The effects of amylin on insulin secretion from Rin m5F cells and glycogen synthesis and lipogenesis in rat primary cultured hepatocytes.

The purpose of the study was to determine the physiological actions of amylin, a novel 37-amino acid peptide isolated from pancreatic islet amyloid deposits. Our results showed that an infusion of amylin reduced fasting plasma insulin levels and impaired glucose tolerance in mice.

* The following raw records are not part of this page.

pub mod decisions;
pub mod documents;

pub use decisions::Decision;
pub use documents::{
    DocumentStatus, ExtractedData, FinancialDocument, InvoiceHeader, LineItem, SourceType,
};
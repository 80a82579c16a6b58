// src/services/pipeline/types.rs
//
// Pipeline Type Definitions

use chrono::{DateTime, Utc};
use serde::{Deserialize, Serialize};
use uuid::Uuid;

use crate::config::Config;
use crate::models::{Decision, DocumentStatus, FinancialDocument};

/// Stage roles an agent can declare it services.
#[derive(Debug, Clone, Copy, PartialEq, Eq, Hash, Serialize, Deserialize)]
#[serde(rename_all = "snake_case")]
pub enum Capability {
    Extraction,
    Classification,
    Compliance,
    Matching,
    RiskAssessment,
    Approval,
}

impl Capability {
    /// Human-readable stage label used in `Decision.action`.
    pub fn action_label(self) -> &'static str {
        match self {
            Capability::Extraction => "Extraction",
            Capability::Classification => "Classification",
            Capability::Compliance => "Compliance",
            Capability::Matching => "Matching",
            Capability::RiskAssessment => "Risk Assessment",
            Capability::Approval => "Approval",
        }
    }
}

impl std::fmt::Display for Capability {
    fn fmt(&self, f: &mut std::fmt::Formatter<'_>) -> std::fmt::Result {
        let s = match self {
            Capability::Extraction => "extraction",
            Capability::Classification => "classification",
            Capability::Compliance => "compliance",
            Capability::Matching => "matching",
            Capability::RiskAssessment => "risk_assessment",
            Capability::Approval => "approval",
        };
        write!(f, "{}", s)
    }
}

/// Runtime state of a registered agent, for health-check introspection.
#[derive(Debug, Clone, Copy, PartialEq, Eq, Serialize, Deserialize)]
#[serde(rename_all = "lowercase")]
pub enum AgentState {
    Idle,
    Processing,
    Error,
}

/// Registry-maintained runtime descriptor per registered agent.
#[derive(Debug, Clone, Serialize, Deserialize)]
#[serde(rename_all = "camelCase")]
pub struct AgentStatus {
    pub agent_id: Uuid,
    pub agent_name: String,
    pub capabilities: Vec<Capability>,
    pub status: AgentState,
    pub last_processed_at: Option<DateTime<Utc>>,
    pub processed_count: u64,
    pub average_latency_ms: f64,
}

/// What one agent run produced: the audit decision plus the (possibly
/// mutated) document to carry forward.
#[derive(Debug, Clone)]
pub struct AgentOutput {
    pub decision: Decision,
    pub document: FinancialDocument,
}

/// A stage-level failure descriptor collected into `PipelineResult.errors`.
#[derive(Debug, Clone, Serialize, Deserialize)]
#[serde(rename_all = "camelCase")]
pub struct StageError {
    pub stage: Capability,
    pub agent: Option<String>,
    pub message: String,
    /// Fatal entries halted the run; non-fatal ones are advisory (e.g. a
    /// risk "flagged" outcome the run continued past).
    pub fatal: bool,
}

/// Aggregate outcome of one `process_document` call.
#[derive(Debug, Clone, Serialize, Deserialize)]
#[serde(rename_all = "camelCase")]
pub struct PipelineResult {
    pub document_id: Uuid,
    /// Unique per run; correlates logs and decisions.
    pub trace_id: Uuid,
    pub status: DocumentStatus,
    /// One entry per stage actually executed this run, in execution order.
    pub decisions: Vec<Decision>,
    pub duration_ms: u64,
    pub errors: Vec<StageError>,
}

/// Tunables for the orchestrator and its built-in agents.
#[derive(Debug, Clone, Serialize, Deserialize)]
pub struct PipelineConfig {
    pub stage_timeout_ms: u64,
    pub auto_approve_limit: f64,
    pub match_tolerance_pct: f64,
    pub high_risk_amount: f64,
    pub require_vendor_tax_id: bool,
}

impl Default for PipelineConfig {
    fn default() -> Self {
        Self {
            stage_timeout_ms: 30_000,
            auto_approve_limit: 5_000.0,
            match_tolerance_pct: 0.5,
            high_risk_amount: 50_000.0,
            require_vendor_tax_id: false,
        }
    }
}

impl From<&Config> for PipelineConfig {
    fn from(config: &Config) -> Self {
        Self {
            stage_timeout_ms: config.stage_timeout_ms,
            auto_approve_limit: config.auto_approve_limit,
            match_tolerance_pct: config.match_tolerance_pct,
            high_risk_amount: config.high_risk_amount,
            require_vendor_tax_id: config.require_vendor_tax_id,
        }
    }
}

Amylin significantly reduced insulin secretion in rat insulinoma cell lines (Rin m5F cells) that were stimulated by either isoproterenol and forskolin, but it did not affect insulin secretion stimulated by isobutyl-methylxanthine (IBMX) or dibutyryl cyclic-adenosine monophosphate (db-cAMP). Amylin also reduced cAMP levels in Rin m5F cells in response to isoproterenol, but did not affect cAMP levels in cells pretreated with pertussis toxin. These results suggest that the reduction of cAMP by amylin may be mediated through pertussis toxin-sensitive Gi proteins. Amylin significantly reduced basal and insulin-stimulated glycogen synthesis in rat primary cultured hepatocytes. Amylin stimulated basal and insulin-stimulated lipogenesis in hepatocytes. Amylin did not affect DNA synthesis in hepatocytes. These results suggest that amylin conducts dispersion actions on in vivo glucose metabolism in rat, and in vitro insulin secretion from Rin m5F cells and metabolism in rat hepatocytes.